[Records from a dataset]
□ □ □ □ □ □ □

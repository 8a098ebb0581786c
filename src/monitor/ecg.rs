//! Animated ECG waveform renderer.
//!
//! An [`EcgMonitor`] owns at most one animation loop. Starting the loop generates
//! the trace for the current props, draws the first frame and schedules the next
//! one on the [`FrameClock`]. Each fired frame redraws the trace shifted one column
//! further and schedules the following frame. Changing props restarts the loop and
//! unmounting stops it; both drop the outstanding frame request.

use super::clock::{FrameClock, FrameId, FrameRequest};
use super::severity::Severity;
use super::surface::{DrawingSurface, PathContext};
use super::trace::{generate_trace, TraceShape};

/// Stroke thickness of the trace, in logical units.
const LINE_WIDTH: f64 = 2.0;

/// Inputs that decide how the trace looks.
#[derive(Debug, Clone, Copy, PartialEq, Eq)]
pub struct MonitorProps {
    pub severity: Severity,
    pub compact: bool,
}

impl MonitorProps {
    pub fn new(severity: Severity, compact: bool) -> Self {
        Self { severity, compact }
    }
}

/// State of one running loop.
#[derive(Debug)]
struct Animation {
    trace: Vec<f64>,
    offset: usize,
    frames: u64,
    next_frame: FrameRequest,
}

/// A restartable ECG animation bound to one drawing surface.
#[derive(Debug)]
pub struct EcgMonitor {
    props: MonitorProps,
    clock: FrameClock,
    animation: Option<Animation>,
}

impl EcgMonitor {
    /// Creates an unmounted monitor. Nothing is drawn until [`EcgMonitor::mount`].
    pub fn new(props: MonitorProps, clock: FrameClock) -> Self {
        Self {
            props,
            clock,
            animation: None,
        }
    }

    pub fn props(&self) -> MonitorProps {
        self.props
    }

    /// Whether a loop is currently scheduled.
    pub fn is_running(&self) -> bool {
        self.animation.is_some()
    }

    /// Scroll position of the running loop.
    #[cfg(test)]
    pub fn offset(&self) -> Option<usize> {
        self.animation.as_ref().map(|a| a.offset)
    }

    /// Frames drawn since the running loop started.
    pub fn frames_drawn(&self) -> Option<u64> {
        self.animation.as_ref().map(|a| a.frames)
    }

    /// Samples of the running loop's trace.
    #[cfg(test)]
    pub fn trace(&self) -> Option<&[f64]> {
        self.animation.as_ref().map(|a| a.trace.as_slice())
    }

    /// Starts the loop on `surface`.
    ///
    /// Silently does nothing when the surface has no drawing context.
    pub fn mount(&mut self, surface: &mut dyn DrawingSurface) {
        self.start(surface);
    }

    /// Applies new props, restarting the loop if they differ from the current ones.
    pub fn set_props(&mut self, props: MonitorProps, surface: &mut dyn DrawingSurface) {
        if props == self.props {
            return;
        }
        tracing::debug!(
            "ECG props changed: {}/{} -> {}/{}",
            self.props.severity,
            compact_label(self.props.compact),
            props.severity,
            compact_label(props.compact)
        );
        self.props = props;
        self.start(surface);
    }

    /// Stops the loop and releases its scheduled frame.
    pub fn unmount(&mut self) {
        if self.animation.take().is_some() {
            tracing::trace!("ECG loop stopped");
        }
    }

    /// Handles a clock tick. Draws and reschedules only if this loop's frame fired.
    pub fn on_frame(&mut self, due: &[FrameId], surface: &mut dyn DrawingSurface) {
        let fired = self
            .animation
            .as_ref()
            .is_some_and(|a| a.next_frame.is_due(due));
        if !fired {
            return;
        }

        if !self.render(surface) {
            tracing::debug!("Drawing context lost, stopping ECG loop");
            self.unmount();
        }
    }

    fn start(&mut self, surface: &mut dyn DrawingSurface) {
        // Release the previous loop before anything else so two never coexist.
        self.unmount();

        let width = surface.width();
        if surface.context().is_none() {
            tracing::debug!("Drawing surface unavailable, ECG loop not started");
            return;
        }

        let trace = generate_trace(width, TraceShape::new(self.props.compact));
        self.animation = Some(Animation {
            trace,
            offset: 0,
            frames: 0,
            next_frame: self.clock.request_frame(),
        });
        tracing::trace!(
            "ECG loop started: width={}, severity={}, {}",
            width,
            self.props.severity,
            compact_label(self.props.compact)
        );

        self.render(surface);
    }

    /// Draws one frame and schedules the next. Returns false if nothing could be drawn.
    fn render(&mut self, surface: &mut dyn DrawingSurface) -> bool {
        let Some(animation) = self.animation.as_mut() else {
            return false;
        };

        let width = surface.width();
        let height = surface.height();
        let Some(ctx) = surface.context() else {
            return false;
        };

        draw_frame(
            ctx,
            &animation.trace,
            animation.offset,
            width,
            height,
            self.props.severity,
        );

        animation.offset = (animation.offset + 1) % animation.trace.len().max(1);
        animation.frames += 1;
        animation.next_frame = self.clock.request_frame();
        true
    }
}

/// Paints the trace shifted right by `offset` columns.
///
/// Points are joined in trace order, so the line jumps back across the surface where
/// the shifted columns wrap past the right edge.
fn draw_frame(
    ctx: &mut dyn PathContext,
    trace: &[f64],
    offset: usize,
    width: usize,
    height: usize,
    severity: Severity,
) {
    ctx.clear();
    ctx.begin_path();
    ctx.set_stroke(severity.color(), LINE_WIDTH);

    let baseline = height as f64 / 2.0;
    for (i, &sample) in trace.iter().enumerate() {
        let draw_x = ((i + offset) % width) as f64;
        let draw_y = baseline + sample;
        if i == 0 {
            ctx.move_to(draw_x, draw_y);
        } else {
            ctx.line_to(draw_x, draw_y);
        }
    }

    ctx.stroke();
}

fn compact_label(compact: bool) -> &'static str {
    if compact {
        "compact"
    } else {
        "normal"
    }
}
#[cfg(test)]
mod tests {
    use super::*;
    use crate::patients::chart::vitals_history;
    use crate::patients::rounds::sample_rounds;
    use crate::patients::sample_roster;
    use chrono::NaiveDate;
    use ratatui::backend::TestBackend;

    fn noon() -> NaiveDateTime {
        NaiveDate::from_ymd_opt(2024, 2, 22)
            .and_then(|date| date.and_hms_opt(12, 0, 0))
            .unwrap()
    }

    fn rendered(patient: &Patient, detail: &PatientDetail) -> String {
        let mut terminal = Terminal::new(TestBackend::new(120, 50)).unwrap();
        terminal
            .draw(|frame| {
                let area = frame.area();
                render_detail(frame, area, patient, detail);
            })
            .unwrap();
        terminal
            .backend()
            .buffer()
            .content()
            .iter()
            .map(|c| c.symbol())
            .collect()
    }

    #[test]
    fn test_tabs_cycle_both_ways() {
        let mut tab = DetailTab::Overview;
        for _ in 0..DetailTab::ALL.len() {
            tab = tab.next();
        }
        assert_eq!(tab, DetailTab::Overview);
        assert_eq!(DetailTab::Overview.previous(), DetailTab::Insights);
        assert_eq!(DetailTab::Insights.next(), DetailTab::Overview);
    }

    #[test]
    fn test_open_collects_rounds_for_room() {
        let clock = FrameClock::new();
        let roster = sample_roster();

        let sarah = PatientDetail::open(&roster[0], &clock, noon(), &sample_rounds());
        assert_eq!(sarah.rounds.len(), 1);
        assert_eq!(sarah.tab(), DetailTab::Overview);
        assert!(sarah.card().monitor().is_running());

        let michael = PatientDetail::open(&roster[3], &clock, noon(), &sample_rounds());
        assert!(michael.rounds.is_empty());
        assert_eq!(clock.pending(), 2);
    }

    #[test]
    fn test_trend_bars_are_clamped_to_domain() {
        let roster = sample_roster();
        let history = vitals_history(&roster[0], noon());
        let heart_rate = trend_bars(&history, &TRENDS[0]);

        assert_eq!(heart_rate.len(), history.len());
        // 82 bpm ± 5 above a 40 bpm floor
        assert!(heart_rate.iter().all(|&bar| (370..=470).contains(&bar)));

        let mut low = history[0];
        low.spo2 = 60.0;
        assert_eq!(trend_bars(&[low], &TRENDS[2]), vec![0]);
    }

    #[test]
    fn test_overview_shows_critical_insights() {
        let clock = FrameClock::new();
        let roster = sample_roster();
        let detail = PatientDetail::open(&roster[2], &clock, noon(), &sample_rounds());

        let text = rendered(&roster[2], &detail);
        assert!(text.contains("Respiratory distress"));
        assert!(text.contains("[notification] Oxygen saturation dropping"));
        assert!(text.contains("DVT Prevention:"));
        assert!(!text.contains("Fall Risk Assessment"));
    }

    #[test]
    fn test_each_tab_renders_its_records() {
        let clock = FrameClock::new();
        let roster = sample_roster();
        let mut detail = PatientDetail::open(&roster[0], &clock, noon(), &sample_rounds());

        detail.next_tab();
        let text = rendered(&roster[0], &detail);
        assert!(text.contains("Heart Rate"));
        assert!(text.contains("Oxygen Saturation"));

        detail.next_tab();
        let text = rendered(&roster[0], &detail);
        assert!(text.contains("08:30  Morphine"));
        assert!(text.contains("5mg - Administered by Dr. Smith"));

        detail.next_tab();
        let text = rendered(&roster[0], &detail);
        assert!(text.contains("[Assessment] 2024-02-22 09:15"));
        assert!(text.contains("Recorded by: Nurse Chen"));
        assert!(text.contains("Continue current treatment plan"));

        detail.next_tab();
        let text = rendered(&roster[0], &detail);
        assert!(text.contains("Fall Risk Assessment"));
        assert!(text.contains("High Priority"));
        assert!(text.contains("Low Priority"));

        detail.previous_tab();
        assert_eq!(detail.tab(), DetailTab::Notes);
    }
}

□ □ □ □ □ □ □

§ **Task**
Check every line above for the string "baseline" and copy those that have it.

§ **Solution below**
    let baseline = height as f64 / 2.0;
        let draw_y = baseline + sample;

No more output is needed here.